[Stored items]
····················
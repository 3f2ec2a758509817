//! Adaptive status polling for one submitted job. The wait between polls
//! is the single suspension point of the whole lifecycle and the only
//! place a cancellation can land.

use std::cmp;
use std::time::Duration;

use tokio::io::AsyncWrite;
use tokio::time::{sleep, Instant};
use tokio_util::sync::CancellationToken;
use tracing::{debug, warn};

use crate::config::PollPolicy;
use crate::error::PollError;
use crate::job::{JobHandle, JobStatus};
use crate::service::NeosService;
use crate::stream::OutputStream;

/// How one polling loop ended, short of a poll-level error.
#[derive(Debug, Clone, PartialEq, Eq)]
pub enum PollOutcome {
    /// The job reached a terminal status.
    Terminal(JobStatus),
    /// The caller cancelled while waiting; the job is still live
    /// server-side and the engine should try to kill it.
    Cancelled,
}

/// Poll `handle` until it reaches a terminal state, the policy budget
/// runs out, or `cancel` fires.
///
/// Backoff doubles from the policy's initial interval while the status
/// is unchanged, capped at the policy maximum, and snaps back to the
/// minimum the moment the status moves. Partial output is pulled through
/// `stream` into `sink` on every successful poll; stream trouble is
/// logged, never fatal. Transport failures are tolerated up to the
/// policy's consecutive bound, then escalated.
pub async fn poll_to_terminal<S, W>(
    service: &S,
    handle: &JobHandle,
    policy: &PollPolicy,
    stream: &mut OutputStream,
    sink: &mut W,
    cancel: &CancellationToken,
) -> Result<PollOutcome, PollError>
where
    S: NeosService + ?Sized,
    W: AsyncWrite + Unpin + Send,
{
    let started = Instant::now();
    // The service queues every accepted job before running it.
    let mut last_status = JobStatus::Queued;
    let mut wait = policy.initial_interval;
    let mut consecutive_failures: u32 = 0;

    loop {
        if started.elapsed() > policy.budget {
            return Err(PollError::BudgetExceeded(policy.budget));
        }

        match service.job_status(handle).await {
            Ok(JobStatus::Unknown) => {
                // Expired job or wrong token; retrying cannot fix this.
                return Err(PollError::JobNotFound);
            }
            Ok(status) => {
                consecutive_failures = 0;

                if status != last_status {
                    debug!(job = handle.number, %status, "status changed");
                    wait = policy.initial_interval;
                    last_status = status;
                } else {
                    wait = cmp::min(saturating_double(wait), policy.max_interval);
                }

                if let Err(e) = stream.fetch_new(service, handle, sink).await {
                    warn!(job = handle.number, error = %e, "partial output fetch failed");
                }

                if status.is_terminal() {
                    return Ok(PollOutcome::Terminal(status));
                }
            }
            Err(e) => {
                consecutive_failures += 1;
                warn!(
                    job = handle.number,
                    attempt = consecutive_failures,
                    error = %e,
                    "status poll failed"
                );
                if consecutive_failures >= policy.max_transport_failures {
                    return Err(PollError::TransportExhausted {
                        attempts: consecutive_failures,
                        last: e,
                    });
                }
                wait = cmp::min(saturating_double(wait), policy.max_interval);
            }
        }

        tokio::select! {
            _ = cancel.cancelled() => return Ok(PollOutcome::Cancelled),
            _ = sleep(wait) => {}
        }
    }
}

fn saturating_double(wait: Duration) -> Duration {
    wait.checked_mul(2).unwrap_or(Duration::MAX)
}
use std::time::Duration;

/// Category substituted when a request leaves it unset.
pub const DEFAULT_CATEGORY: &str = "milp";

/// Solver substituted when a request leaves it unset.
pub const DEFAULT_SOLVER: &str = "FICO-Xpress";

/// Default service endpoint; override with the `NEOS_HOST` environment
/// variable or the `--endpoint` flag.
pub const DEFAULT_ENDPOINT: &str = "https://neos-server.org:3333";

const DEFAULT_PORT: u16 = 3333;
const DEFAULT_CALL_TIMEOUT: Duration = Duration::from_secs(30);

/// Environment variable holding an endpoint override. Accepts either a
/// full URL or a bare hostname.
pub const ENV_ENDPOINT: &str = "NEOS_HOST";

/// Queueing envelope the job is submitted under. Short jobs are expected
/// to finish within minutes and are polled aggressively; long jobs may sit
/// queued for hours.
#[derive(Debug, Clone, Copy, PartialEq, Eq)]
pub enum Priority {
    Short,
    Long,
}

impl std::fmt::Display for Priority {
    fn fmt(&self, f: &mut std::fmt::Formatter<'_>) -> std::fmt::Result {
        match self {
            Priority::Short => write!(f, "short"),
            Priority::Long => write!(f, "long"),
        }
    }
}

/// One solve request, minus the identity fields supplied by the
/// credential provider.
#[derive(Debug, Clone)]
pub struct SolveConfig {
    /// Problem category. Empty means "use the default".
    pub category: String,
    /// Solver name. Empty means "use the default".
    pub solver: String,
    /// Space-separated `key=value` tokens passed through to the solver.
    pub options: String,
    pub priority: Priority,
}

impl Default for SolveConfig {
    fn default() -> Self {
        Self {
            category: DEFAULT_CATEGORY.to_string(),
            solver: DEFAULT_SOLVER.to_string(),
            options: String::new(),
            priority: Priority::Long,
        }
    }
}

impl SolveConfig {
    pub fn new(category: impl Into<String>, solver: impl Into<String>) -> Self {
        Self {
            category: category.into(),
            solver: solver.into(),
            ..Default::default()
        }
    }

    pub fn with_options(mut self, options: impl Into<String>) -> Self {
        self.options = options.into();
        self
    }

    pub fn with_priority(mut self, priority: Priority) -> Self {
        self.priority = priority;
        self
    }
}

/// Policy constants driving the status poller. These are tunables, not
/// contracts; tests construct their own values.
#[derive(Debug, Clone)]
pub struct PollPolicy {
    /// Wait before the second poll; later waits double from here.
    pub initial_interval: Duration,
    /// Backoff ceiling.
    pub max_interval: Duration,
    /// Total wall-clock allowance for one job, submission to terminal.
    pub budget: Duration,
    /// Consecutive transport failures tolerated before giving up.
    pub max_transport_failures: u32,
}

impl PollPolicy {
    /// Envelope for jobs expected to finish within a few minutes.
    pub fn short() -> Self {
        Self {
            initial_interval: Duration::from_secs(1),
            max_interval: Duration::from_secs(15),
            budget: Duration::from_secs(5 * 60),
            max_transport_failures: 5,
        }
    }

    /// Envelope for jobs that may sit queued for a long time.
    pub fn long() -> Self {
        Self {
            initial_interval: Duration::from_secs(5),
            max_interval: Duration::from_secs(60),
            budget: Duration::from_secs(12 * 60 * 60),
            max_transport_failures: 5,
        }
    }

    pub fn for_priority(priority: Priority) -> Self {
        match priority {
            Priority::Short => Self::short(),
            Priority::Long => Self::long(),
        }
    }

    pub fn with_intervals(mut self, initial: Duration, max: Duration) -> Self {
        self.initial_interval = initial;
        self.max_interval = max;
        self
    }

    pub fn with_budget(mut self, budget: Duration) -> Self {
        self.budget = budget;
        self
    }

    pub fn with_max_transport_failures(mut self, max: u32) -> Self {
        self.max_transport_failures = max;
        self
    }
}

impl Default for PollPolicy {
    fn default() -> Self {
        Self::long()
    }
}

/// Where and how to reach the service.
#[derive(Debug, Clone)]
pub struct ServiceConfig {
    pub endpoint: String,
    /// Timeout for each individual remote call, independent of the
    /// polling budget.
    pub call_timeout: Duration,
}

impl Default for ServiceConfig {
    fn default() -> Self {
        Self {
            endpoint: DEFAULT_ENDPOINT.to_string(),
            call_timeout: DEFAULT_CALL_TIMEOUT,
        }
    }
}

impl ServiceConfig {
    /// Default configuration with the `NEOS_HOST` override applied.
    pub fn from_env() -> Self {
        let mut config = Self::default();
        if let Ok(host) = std::env::var(ENV_ENDPOINT) {
            if !host.trim().is_empty() {
                config.endpoint = normalize_endpoint(host.trim());
            }
        }
        config
    }

    pub fn with_endpoint(mut self, endpoint: impl Into<String>) -> Self {
        self.endpoint = normalize_endpoint(&endpoint.into());
        self
    }
}

fn normalize_endpoint(host: &str) -> String {
    if host.contains("://") {
        host.trim_end_matches('/').to_string()
    } else {
        format!("https://{}:{}", host, DEFAULT_PORT)
    }
}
····················
Work order - From the entries above, give again exactly the lines running from the line with "let started = Instant::now();" to the line with "if started.elapsed() >"; include both of those lines.

Solution for this problem -
    let started = Instant::now();
    // The service queues every accepted job before running it.
    let mut last_status = JobStatus::Queued;
    let mut wait = policy.initial_interval;
    let mut consecutive_failures: u32 = 0;

    loop {
        if started.elapsed() > policy.budget {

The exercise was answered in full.